Il le secoua, le jeta au sol et le regarda :

— Tiens, dit-il, il est tombé sur le dos ! C’est le plus sale coup qui puisse lui arriver. Il crèverait sans pouvoir se retourner…

Alors, avec beaucoup de patience, en lui tendant une aiguille de sapin, il le remit sur pattes et consentit à se promener.

Je lui appris que j’avais un déserteur à l’ennemi :

— Faut le trouer, assura-t-il. Je suis volontaire pour commander le peloton.

Je ne sais pourquoi, j’essayai de lui expliquer qui était Erlane. Il m’écouta très attentivement, en ruminant, tête basse :

— Dans ce cas, dit-il, faut le renvoyer à sa nourrice !… Je sais ce que c’est que la frousse, mon vieux ! Je l’ai vue ! Les types qui ont la pétasse, mais là, la vraie, ils ne sont plus responsables ! J’en avais un dans ma section, avant d’aller au groupe franc, un gros bouffi, quand ça tombait un peu trop pour son goût, il se couchait sur le ventre, au fond de la tranchée, et tu pouvais toujours lui masser les entrecôtes à coups de talon, pendant des heures, lui faire des piqûres fortifiantes avec ta baïonnette dans le gras des fesses, même lui chatouiller le dedans de l’oreille avec le canon de ton revolver, il ne bougeait pas, le frère !… T’aurais appuyé sur la gâchette, il n’aurait ni plus, ni moins bougé ! Quand tu vois ça, c’est la bonne preuve. Ça ne dépend pas de lui ! Y a eu erreur : t’as cru qu’on t’envoyait un bonhomme, on t’a envoyé une fausse couche de cinquante kilos. Alors tu la retournes…

— Tu la retournes ?…

— Oui… Je l’ai fait évacuer pour entérite. Les obus le purgeaient… Essayer de faire se battre ça ? C’est comme si dans une corrida, au lieu du taureau, tu lâchais le bœuf gras. Tu te rends compte ! Lui faire sauter la gueule ? Comme si t’écrasais un crapaud. Inutile et sale…

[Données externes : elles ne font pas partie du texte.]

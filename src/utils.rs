use crate::peer::types::ServerConfig;
use rand::Rng;

/// Process-local participant token, e.g. `user_3fa9c01b22d4e87a`.
pub fn random_id() -> String {
    format!("user_{}", hex::encode(rand::rng().random::<[u8; 8]>()))
}

/// Wall-clock milliseconds since the Unix epoch.
pub fn now_millis() -> i64 {
    chrono::Utc::now().timestamp_millis()
}

// Prefix an ICE server URL with its scheme when the user left it out.
pub fn add_ice_url_scheme(config: &ServerConfig) -> String {
    if config.url.starts_with("turn:")
        || config.url.starts_with("turns:")
        || config.url.starts_with("stun:")
        || config.url.starts_with("stuns:")
    {
        config.url.clone()
    } else {
        let scheme = if config.r#type == "turn" {
            "turn:"
        } else {
            "stun:"
        };
        format!("{}{}", scheme, config.url)
    }
}

#[cfg(test)]
mod tests {
    use super::*;

    #[test]
    fn ids_are_distinct() {
        let a = random_id();
        let b = random_id();
        assert_ne!(a, b);
        assert!(a.starts_with("user_"));
        assert_eq!(a.len(), "user_".len() + 16);
    }

    #[test]
    fn scheme_added_by_type() {
        let mut s = ServerConfig::stun("x", "stun.example.org:3478");
        assert_eq!(add_ice_url_scheme(&s), "stun:stun.example.org:3478");

        s.r#type = "turn".into();
        assert_eq!(add_ice_url_scheme(&s), "turn:stun.example.org:3478");

        s.url = "turns:relay.example.org:5349".into();
        assert_eq!(add_ice_url_scheme(&s), "turns:relay.example.org:5349");
    }
}
use tracing::debug;
use tracing_subscriber::EnvFilter;
use webrtc::ice_transport::ice_candidate::RTCIceCandidate;
use webrtc::peer_connection::RTCPeerConnection;
use webrtc::stats::StatsReportType;

/// Installs the fmt subscriber. `RUST_LOG` wins over the build default.
///
/// Safe to call more than once; later calls are no-ops.
pub fn init() {
    let default_directive = if crate::config::LOGGING_ENABLED {
        "pairpad=debug"
    } else {
        "off"
    };
    let filter =
        EnvFilter::try_from_default_env().unwrap_or_else(|_| EnvFilter::new(default_directive));

    let _ = tracing_subscriber::fmt()
        .with_env_filter(filter)
        .with_target(true)
        .try_init();
}

/// Trickle-ICE trace for a candidate as it appears.
pub fn log_candidate(label: &str, cand: &RTCIceCandidate) {
    if let Ok(init) = cand.to_json() {
        debug!(
            label,
            candidate = %init.candidate,
            sdp_mid = ?init.sdp_mid,
            sdp_mline_index = ?init.sdp_mline_index,
            "ice candidate"
        );
    }
}

/// Snapshot of the nominated candidate pair from getStats.
pub async fn log_selected_pair(pc: &RTCPeerConnection, moment: &str) {
    let stats = pc.get_stats().await;
    for (_, v) in stats.reports {
        if let StatsReportType::CandidatePair(pair) = v {
            if pair.nominated {
                debug!(
                    moment,
                    local = %pair.local_candidate_id,
                    remote = %pair.remote_candidate_id,
                    bytes_sent = pair.bytes_sent,
                    bytes_received = pair.bytes_received,
                    state = ?pair.state,
                    "selected candidate pair"
                );
            }
        }
    }
}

Mais j’objectai alors qu’Erlane avait trahi. Si les Bulgares en avaient exigé des renseignements – et, comme nous, ils savaient cuisiner les déserteurs, – Erlane avait sûrement livré tout ce qu’il savait. Il le niait contre l’évidence !

Conan balança nonchalamment sa tête entre ses épaules carrées :

— Pas forcé !… À se taire, t’avais les types à cran et les lopettes. Un type qui a les foies, ça lui serre le kiki à ne pas pouvoir dire « pain », mais surtout ça lui fait perdre le septentrion !… J’en ai vu à qui tu pouvais toujours montrer un plan directeur : ils le regardaient d’un air tellement abruti, que tu comprenais tout de suite, qu’à moins de vouloir te gourer à fond, valait mieux pas insister ! Tu leur aurais demandé : « Et là, y a-t-il une plantation de bégonias ? » ils t’auraient dit oui, oui à ça comme au reste, oui, tout le temps, pour ne pas te contrarier !…

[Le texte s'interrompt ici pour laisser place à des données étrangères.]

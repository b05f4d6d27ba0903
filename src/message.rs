//! Application messages carried over the data channel.
//!
//! Each message is one JSON object tagged by `type`; one send is one whole
//! editor event, so no framing is needed.

use serde::{Deserialize, Serialize};

pub const MIN_FONT_SIZE: u32 = 10;
pub const MAX_FONT_SIZE: u32 = 24;

#[derive(Debug, Clone, PartialEq, Eq, Serialize, Deserialize)]
#[serde(tag = "type", rename_all = "camelCase")]
pub enum AppMessage {
    ContentUpdate {
        content: String,
    },
    #[serde(rename_all = "camelCase")]
    CursorUpdate {
        cursor_position: usize,
        selection_start: usize,
        selection_end: usize,
        has_selection: bool,
    },
    #[serde(rename_all = "camelCase")]
    FontSizeUpdate {
        font_size: u32,
    },
    #[serde(rename_all = "camelCase")]
    FontUpdate {
        is_noto_font: bool,
    },
    #[serde(rename_all = "camelCase")]
    DarkModeUpdate {
        is_dark_mode: bool,
    },
    /// A `type` this build does not know; receivers ignore it.
    #[serde(other)]
    Unknown,
}

impl AppMessage {
    pub fn content(content: impl Into<String>) -> Self {
        Self::ContentUpdate {
            content: content.into(),
        }
    }

    /// Cursor message for a selection range; a collapsed range is a caret.
    pub fn cursor(start: usize, end: usize) -> Self {
        Self::CursorUpdate {
            cursor_position: start,
            selection_start: start,
            selection_end: end,
            has_selection: start != end,
        }
    }

    pub fn font_size(size: u32) -> Self {
        Self::FontSizeUpdate {
            font_size: size.clamp(MIN_FONT_SIZE, MAX_FONT_SIZE),
        }
    }

    pub fn to_json(&self) -> Result<String, serde_json::Error> {
        serde_json::to_string(self)
    }

    pub fn from_json(raw: &str) -> Result<Self, serde_json::Error> {
        serde_json::from_str(raw)
    }
}

#[cfg(test)]
mod tests {
    use super::*;

    #[test]
    fn cursor_wire_shape() {
        let v = serde_json::to_value(AppMessage::cursor(3, 7)).unwrap();
        assert_eq!(
            v,
            serde_json::json!({
                "type": "cursorUpdate",
                "cursorPosition": 3,
                "selectionStart": 3,
                "selectionEnd": 7,
                "hasSelection": true
            })
        );
    }

    #[test]
    fn caret_has_no_selection() {
        assert!(matches!(
            AppMessage::cursor(5, 5),
            AppMessage::CursorUpdate {
                has_selection: false,
                ..
            }
        ));
    }

    #[test]
    fn parses_browser_payloads() {
        let m = AppMessage::from_json(r#"{"type":"darkModeUpdate","isDarkMode":true}"#).unwrap();
        assert_eq!(m, AppMessage::DarkModeUpdate { is_dark_mode: true });

        let m = AppMessage::from_json(r#"{"type":"fontUpdate","isNotoFont":false}"#).unwrap();
        assert_eq!(m, AppMessage::FontUpdate { is_noto_font: false });

        let m = AppMessage::from_json(r#"{"type":"contentUpdate","content":"hi"}"#).unwrap();
        assert_eq!(m, AppMessage::content("hi"));
    }

    #[test]
    fn unknown_type_is_tolerated() {
        let m = AppMessage::from_json(r#"{"type":"selectionUpdate","x":1}"#).unwrap();
        assert_eq!(m, AppMessage::Unknown);
    }

    #[test]
    fn font_size_is_clamped() {
        assert_eq!(AppMessage::font_size(40), AppMessage::FontSizeUpdate { font_size: 24 });
        assert_eq!(AppMessage::font_size(2), AppMessage::FontSizeUpdate { font_size: 10 });
    }
}
//! Provenance chains record the path a piece of configuration traveled:
//! stratum 0 is the authoritative daemon, each subsequent stratum a relay
//! or cache that republished it. Matching two chains is how a client
//! decides whether its cached copy of a store's configuration still traces
//! back to the same authority.

use serde::{Deserialize, Serialize};

#[derive(Debug, Clone, PartialEq, Eq, Serialize, Deserialize)]
pub struct ProvenanceStratum {
    pub stratum: u32,
    pub hostname: String,
    pub rep: u16,
    #[serde(rename = "pub", default, skip_serializing_if = "Option::is_none")]
    pub pub_port: Option<u16>,
}

impl ProvenanceStratum {
    pub fn new(stratum: u32, hostname: impl Into<String>, rep: u16, pub_port: Option<u16>) -> Self {
        Self {
            stratum,
            hostname: hostname.into(),
            rep,
            pub_port,
        }
    }
}

/// Compare two provenance chains. They match if every stratum that both
/// chains have in common (walking from stratum 0 forward) is identical --
/// at least one stratum must be present to match at all, and the chains are
/// allowed to differ in length past the point where the shorter one ends.
pub fn match_provenance(a: &[ProvenanceStratum], b: &[ProvenanceStratum]) -> bool {
    if a.is_empty() || b.is_empty() {
        return false;
    }

    let shared = a.len().min(b.len());
    for i in 0..shared {
        if a[i] != b[i] {
            return false;
        }
    }
    true
}

#[cfg(test)]
mod tests {
    use super::*;

    fn stratum(n: u32, host: &str) -> ProvenanceStratum {
        ProvenanceStratum::new(n, host, 10080, Some(10081))
    }

    #[test]
    fn identical_chains_match() {
        let a = vec![stratum(0, "host-a")];
        let b = vec![stratum(0, "host-a")];
        assert!(match_provenance(&a, &b));
    }

    #[test]
    fn shorter_chain_matches_prefix() {
        let a = vec![stratum(0, "host-a"), stratum(1, "relay-b")];
        let b = vec![stratum(0, "host-a")];
        assert!(match_provenance(&a, &b));
    }

    #[test]
    fn divergent_stratum_fails() {
        let a = vec![stratum(0, "host-a")];
        let b = vec![stratum(0, "host-b")];
        assert!(!match_provenance(&a, &b));
    }

    #[test]
    fn empty_chains_never_match() {
        assert!(!match_provenance(&[], &[]));
        assert!(!match_provenance(&[stratum(0, "host-a")], &[]));
    }
}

Je lui racontai la confrontation d’Erlane et de de Scève. Il écouta, en ciselant avec son couteau un cor de chasse sur la poignée de sa canne.

— De Scève, apprécia-t-il enfin, c’était un gars qui avait l’œil à tout ! Sa tranchée était tenue comme une confiserie. Jamais t’y voyais rien traîner ! Je crois bien, même, que ses poilus se brossaient, et avec des vraies brosses ! En tous cas, ils ne craignaient personne pour l’astiquage !… Alors, il n’a pas encore compris comment il a pu être fait comme un rat le jour où le Conan d’en face lui est tombé sur le poil ! Il croit que le Bul a été conduit par la main. C’est plus flatteur !… Moi, j’en sais rien !… Ce que je sais, c’est qu’on trouvait, chez les konozoff à Ferdinand, de sacrés courageux types, et qu’on m’a souvent demandé de faire une virée chez eux, pour leur rendre une politesse, après qu’ils avaient trop bien réussi un de leurs coups de main… Voilà ! Là-dessus, amène-toi… Je parie que tu n’as pas encore mis le pied chez les tziganes ? Alors, mon vieux, tu ne peux pas parler de poules bien balancées !…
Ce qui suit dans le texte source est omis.